As explained by Twitter:
“In early tests, people were sometimes prompted unnecessarily because the algorithms powering the prompts struggled to capture the nuance in many conversations and often didn’t differentiate between potentially offensive language, sarcasm, and friendly banter. Throughout the experiment process, we analysed results, collected feedback from the public, and worked to address our errors, including detection inconsistencies.”

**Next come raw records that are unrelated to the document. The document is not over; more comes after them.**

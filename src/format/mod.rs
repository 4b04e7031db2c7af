// SPDX-License-Identifier: MIT OR Apache-2.0
// Copyright (c) 2025 pipegraph contributors

//! Output formats
//!
//! A codec turns a [`TaskGraph`] into the source text of one diagram
//! language. [`CodecRegistry`] maps format identifiers to codecs and is the
//! only place where identifiers are validated.

mod dot;
mod mermaid;
mod plantuml;

pub use dot::DotCodec;
pub use mermaid::MermaidCodec;
pub use plantuml::PlantUmlCodec;

use std::collections::HashMap;

use crate::errors::FormatError;
use crate::pipeline::TaskGraph;

/// Trait for diagram codecs
pub trait Codec: Send + Sync {
    /// Render the graph, labelling nodes with their task ref when asked
    fn render(&self, graph: &TaskGraph, with_task_ref: bool) -> String;
}

/// Supported output formats
#[derive(Debug, Clone, Copy, PartialEq, Eq, Hash)]
pub enum OutputFormat {
    /// Graphviz digraph
    Dot,
    /// PlantUML state diagram
    Puml,
    /// Mermaid flowchart
    Mmd,
}

impl OutputFormat {
    pub const ALL: [OutputFormat; 3] = [Self::Dot, Self::Puml, Self::Mmd];

    /// Identifier, also used as file extension
    pub fn as_str(&self) -> &'static str {
        match self {
            Self::Dot => "dot",
            Self::Puml => "puml",
            Self::Mmd => "mmd",
        }
    }

    pub fn names() -> Vec<&'static str> {
        Self::ALL.iter().map(OutputFormat::as_str).collect()
    }
}

impl std::fmt::Display for OutputFormat {
    fn fmt(&self, f: &mut std::fmt::Formatter<'_>) -> std::fmt::Result {
        f.write_str(self.as_str())
    }
}

impl std::str::FromStr for OutputFormat {
    type Err = FormatError;

    fn from_str(s: &str) -> Result<Self, Self::Err> {
        match s.to_lowercase().as_str() {
            "dot" => Ok(Self::Dot),
            "puml" => Ok(Self::Puml),
            "mmd" => Ok(Self::Mmd),
            _ => Err(FormatError::new(s)),
        }
    }
}

/// Lookup table from format to codec
pub struct CodecRegistry {
    codecs: HashMap<OutputFormat, Box<dyn Codec>>,
}

impl CodecRegistry {
    /// A registry with no codecs
    pub fn empty() -> Self {
        Self {
            codecs: HashMap::new(),
        }
    }

    /// Register the codec for a format, replacing any previous one
    pub fn with_codec(mut self, format: OutputFormat, codec: Box<dyn Codec>) -> Self {
        self.codecs.insert(format, codec);
        self
    }

    /// Render `graph` in the format named by `format_name` (case-insensitive)
    pub fn render(
        &self,
        graph: &TaskGraph,
        format_name: &str,
        with_task_ref: bool,
    ) -> Result<String, FormatError> {
        let format: OutputFormat = format_name.parse()?;
        let codec = self
            .codecs
            .get(&format)
            .ok_or_else(|| FormatError::new(format_name))?;

        Ok(codec.render(graph, with_task_ref))
    }
}

impl Default for CodecRegistry {
    fn default() -> Self {
        Self::empty()
            .with_codec(OutputFormat::Dot, Box::new(DotCodec))
            .with_codec(OutputFormat::Puml, Box::new(PlantUmlCodec))
            .with_codec(OutputFormat::Mmd, Box::new(MermaidCodec))
    }
}

/// Render with the built-in codecs
pub fn render(
    graph: &TaskGraph,
    format_name: &str,
    with_task_ref: bool,
) -> Result<String, FormatError> {
    CodecRegistry::default().render(graph, format_name, with_task_ref)
}
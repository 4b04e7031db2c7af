// SPDX-License-Identifier: MIT OR Apache-2.0
// Copyright (c) 2025 pipegraph contributors

//! Pipeline manifest structures
//!
//! The subset of the Tekton `Pipeline` and `PipelineRun` schema that matters
//! for drawing task dependencies. Unknown fields are ignored.

use serde::Deserialize;

/// A task entry inside a pipeline spec
#[derive(Debug, Clone, Default, PartialEq, Eq, Deserialize)]
#[serde(rename_all = "camelCase")]
pub struct PipelineTask {
    /// Task name (unique within the pipeline)
    pub name: String,

    /// Referenced `Task` resource; absent for inline task specs
    #[serde(default)]
    pub task_ref: Option<TaskRef>,

    /// Names of tasks that must complete before this one starts
    #[serde(default)]
    pub run_after: Vec<String>,
}

impl PipelineTask {
    /// Create a task with no reference and no ordering constraints
    pub fn new(name: impl Into<String>) -> Self {
        Self {
            name: name.into(),
            ..Self::default()
        }
    }

    /// Set the referenced task name
    pub fn with_task_ref(mut self, task_ref: impl Into<String>) -> Self {
        self.task_ref = Some(TaskRef {
            name: task_ref.into(),
        });
        self
    }

    /// Set the tasks this one runs after
    pub fn with_run_after<I, S>(mut self, names: I) -> Self
    where
        I: IntoIterator<Item = S>,
        S: Into<String>,
    {
        self.run_after = names.into_iter().map(Into::into).collect();
        self
    }

    /// Name of the referenced task, if any
    pub fn task_ref_name(&self) -> Option<&str> {
        self.task_ref.as_ref().map(|r| r.name.as_str())
    }
}

/// Reference to a `Task` resource
#[derive(Debug, Clone, Default, PartialEq, Eq, Deserialize)]
pub struct TaskRef {
    #[serde(default)]
    pub name: String,
}

/// Resource metadata
#[derive(Debug, Clone, Default, PartialEq, Eq, Deserialize)]
pub struct ObjectMeta {
    pub name: String,
}

/// Body of a pipeline
#[derive(Debug, Clone, Default, PartialEq, Eq, Deserialize)]
pub struct PipelineSpec {
    #[serde(default)]
    pub tasks: Vec<PipelineTask>,
}

/// `kind: Pipeline`
#[derive(Debug, Clone, PartialEq, Eq, Deserialize)]
pub struct Pipeline {
    pub metadata: ObjectMeta,

    #[serde(default)]
    pub spec: PipelineSpec,
}

impl Pipeline {
    pub fn name(&self) -> &str {
        &self.metadata.name
    }
}

/// Reference from a run to the pipeline it executes
#[derive(Debug, Clone, Default, PartialEq, Eq, Deserialize)]
pub struct PipelineRef {
    pub name: String,
}

/// Body of a pipeline run
#[derive(Debug, Clone, Default, PartialEq, Eq, Deserialize)]
#[serde(rename_all = "camelCase")]
pub struct PipelineRunSpec {
    #[serde(default)]
    pub pipeline_ref: Option<PipelineRef>,

    /// Inline pipeline, used instead of `pipelineRef`
    #[serde(default)]
    pub pipeline_spec: Option<PipelineSpec>,
}

/// `kind: PipelineRun`
#[derive(Debug, Clone, PartialEq, Eq, Deserialize)]
pub struct PipelineRun {
    pub metadata: ObjectMeta,

    #[serde(default)]
    pub spec: PipelineRunSpec,
}

impl PipelineRun {
    pub fn name(&self) -> &str {
        &self.metadata.name
    }
}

That’s lead to a significant increase in performance throughout the initial test pool, which has now given Twitter the confidence to expand the option,
The updated offensive reply algorithm will now factor in things like the nature of the relationship between the author and replier (e.g. how often they interact) and will include better detection of strong language, including profanity, while the prompts themselves will now also provide more options to let users glean more context and provide feedback to Twitter about the alert.
Twitter says that, specifically, 34% of users in the initial tests for the new prompts ended up revising their initial reply, or decided to not send their reply at all, while users also, on average, posted 11% fewer offensive replies in future after being served the alert.
This hones in on a key element within the broader online engagement space, with research conducted by Facebook showing that basic misinterpretation plays a key role in exacerbating angst, with users often misunderstanding responses in exchange, sparking unintended conflict.
By adding an element of friction here, in simply asking users to re-assess their reply, that may well be enough, in many cases, to avoid further negative impacts, improving on-platform discourse overall.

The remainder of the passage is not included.